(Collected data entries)
//! Request and response bodies.
//!
//! Field names are camelCase on the wire. Request bodies are deliberately loose: fields the
//! service ignores, or inspects only when present, are carried as raw JSON so that any body the
//! client sends is accepted by the transport layer.

use fhir::Bundle;
use serde::{Deserialize, Serialize};
use serde_json::Value;
use utoipa::ToSchema;

#[derive(Clone, Debug, PartialEq, Serialize, Deserialize, ToSchema)]
pub struct HealthRes {
    pub status: String,
    pub timestamp: String,
    pub version: String,
}

#[derive(Clone, Debug, Default, Serialize, Deserialize, ToSchema)]
#[serde(rename_all = "camelCase")]
pub struct ExtractFormReq {
    /// Encoded form image. Accepted but never inspected.
    #[serde(default)]
    #[schema(value_type = Option<String>)]
    pub image: Option<Value>,

    /// Kind of form being submitted; defaults to `medical`.
    #[serde(default)]
    #[schema(value_type = Option<String>)]
    pub form_type: Option<Value>,
}

/// Patient fields read off a form.
#[derive(Clone, Debug, PartialEq, Serialize, Deserialize, ToSchema)]
#[serde(rename_all = "camelCase")]
pub struct PatientFields {
    pub patient_name: String,
    pub date_of_birth: String,
    pub patient_id: String,
    pub gender: String,
    pub address: String,
    pub phone: String,
    pub insurance_provider: String,
    pub insurance_number: String,
    pub primary_physician: String,
    pub medications: Vec<String>,
    pub allergies: Vec<String>,
}

#[derive(Clone, Debug, PartialEq, Serialize, Deserialize, ToSchema)]
#[serde(rename_all = "camelCase")]
pub struct ExtractedForm {
    pub form_id: String,
    pub form_type: String,
    pub extracted_at: String,
    pub fields: PatientFields,
    pub confidence: f64,
    pub ocr_engine: String,
    pub processing_time: String,
}

#[derive(Clone, Debug, PartialEq, Serialize, Deserialize, ToSchema)]
pub struct ExtractFormRes {
    pub success: bool,
    pub data: ExtractedForm,
    pub message: String,
}

#[derive(Clone, Debug, Default, Serialize, Deserialize, ToSchema)]
pub struct ValidateMedicationsReq {
    /// Medication names; anything other than an array fails the request.
    #[serde(default)]
    #[schema(value_type = Vec<String>)]
    pub medications: Option<Value>,
}

#[derive(Clone, Debug, PartialEq, Serialize, Deserialize, ToSchema)]
#[serde(rename_all = "camelCase")]
pub struct ValidationResult {
    /// The request item, echoed unchanged (normally a medication name).
    #[schema(value_type = String)]
    pub medication: Value,
    pub valid: bool,
    pub interactions: Vec<String>,
    pub risk_score: f64,
    pub warnings: Vec<String>,
}

#[derive(Clone, Debug, PartialEq, Serialize, Deserialize, ToSchema)]
#[serde(rename_all = "camelCase")]
pub struct ValidateMedicationsRes {
    pub success: bool,
    pub validation_results: Vec<ValidationResult>,
    pub overall_risk_score: f64,
    pub safe_for_processing: bool,
}

#[derive(Clone, Debug, Default, Serialize, Deserialize, ToSchema)]
#[serde(rename_all = "camelCase")]
pub struct GenerateFhirReq {
    /// Free-form patient data; only `gender` and `birthDate` are looked at.
    #[serde(default)]
    #[schema(value_type = Object)]
    pub patient_data: Option<Value>,
}

#[derive(Clone, Debug, PartialEq, Serialize, Deserialize, ToSchema)]
#[serde(rename_all = "camelCase")]
pub struct GenerateFhirRes {
    pub success: bool,
    pub fhir_bundle: Bundle,
    pub compliant: bool,
    pub message: String,
}

#[derive(Clone, Debug, PartialEq, Serialize, Deserialize, ToSchema)]
pub struct StatusRes {
    pub service: String,
    pub status: String,
    pub version: String,
    pub endpoints: Vec<String>,
}

/// Body of every non-2xx response.
#[derive(Clone, Debug, PartialEq, Serialize, Deserialize, ToSchema)]
pub struct ErrorRes {
    pub success: bool,
    pub error: String,
}

impl ErrorRes {
    pub fn new(error: impl Into<String>) -> Self {
        Self {
            success: false,
            error: error.into(),
        }
    }
}

#[cfg(test)]
mod tests {
    use super::*;

    #[test]
    fn requests_tolerate_missing_fields() {
        let req: ExtractFormReq = serde_json::from_str("{}").expect("empty object");
        assert!(req.image.is_none());
        assert!(req.form_type.is_none());

        let req: ValidateMedicationsReq =
            serde_json::from_str(r#"{"other": 1}"#).expect("unrelated keys");
        assert!(req.medications.is_none());
    }

    #[test]
    fn extract_request_reads_camel_case() {
        let req: ExtractFormReq =
            serde_json::from_str(r#"{"image":"aGVsbG8=","formType":"intake"}"#).expect("parse");
        assert_eq!(req.form_type.as_ref().and_then(Value::as_str), Some("intake"));
    }

    #[test]
    fn error_body_is_unsuccessful() {
        let json = serde_json::to_value(ErrorRes::new("boom")).expect("serialise");
        assert_eq!(json, serde_json::json!({ "success": false, "error": "boom" }));
    }
}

▶ [Exercise directions] Print the records above verbatim from their first line to the line containing "fails the request.", both included, and stop there.

▶ [Exercise result]
//! Request and response bodies.
//!
//! Field names are camelCase on the wire. Request bodies are deliberately loose: fields the
//! service ignores, or inspects only when present, are carried as raw JSON so that any body the
//! client sends is accepted by the transport layer.

use fhir::Bundle;
use serde::{Deserialize, Serialize};
use serde_json::Value;
use utoipa::ToSchema;

#[derive(Clone, Debug, PartialEq, Serialize, Deserialize, ToSchema)]
pub struct HealthRes {
    pub status: String,
    pub timestamp: String,
    pub version: String,
}

#[derive(Clone, Debug, Default, Serialize, Deserialize, ToSchema)]
#[serde(rename_all = "camelCase")]
pub struct ExtractFormReq {
    /// Encoded form image. Accepted but never inspected.
    #[serde(default)]
    #[schema(value_type = Option<String>)]
    pub image: Option<Value>,

    /// Kind of form being submitted; defaults to `medical`.
    #[serde(default)]
    #[schema(value_type = Option<String>)]
    pub form_type: Option<Value>,
}

/// Patient fields read off a form.
#[derive(Clone, Debug, PartialEq, Serialize, Deserialize, ToSchema)]
#[serde(rename_all = "camelCase")]
pub struct PatientFields {
    pub patient_name: String,
    pub date_of_birth: String,
    pub patient_id: String,
    pub gender: String,
    pub address: String,
    pub phone: String,
    pub insurance_provider: String,
    pub insurance_number: String,
    pub primary_physician: String,
    pub medications: Vec<String>,
    pub allergies: Vec<String>,
}

#[derive(Clone, Debug, PartialEq, Serialize, Deserialize, ToSchema)]
#[serde(rename_all = "camelCase")]
pub struct ExtractedForm {
    pub form_id: String,
    pub form_type: String,
    pub extracted_at: String,
    pub fields: PatientFields,
    pub confidence: f64,
    pub ocr_engine: String,
    pub processing_time: String,
}

#[derive(Clone, Debug, PartialEq, Serialize, Deserialize, ToSchema)]
pub struct ExtractFormRes {
    pub success: bool,
    pub data: ExtractedForm,
    pub message: String,
}

#[derive(Clone, Debug, Default, Serialize, Deserialize, ToSchema)]
pub struct ValidateMedicationsReq {
    /// Medication names; anything other than an array fails the request.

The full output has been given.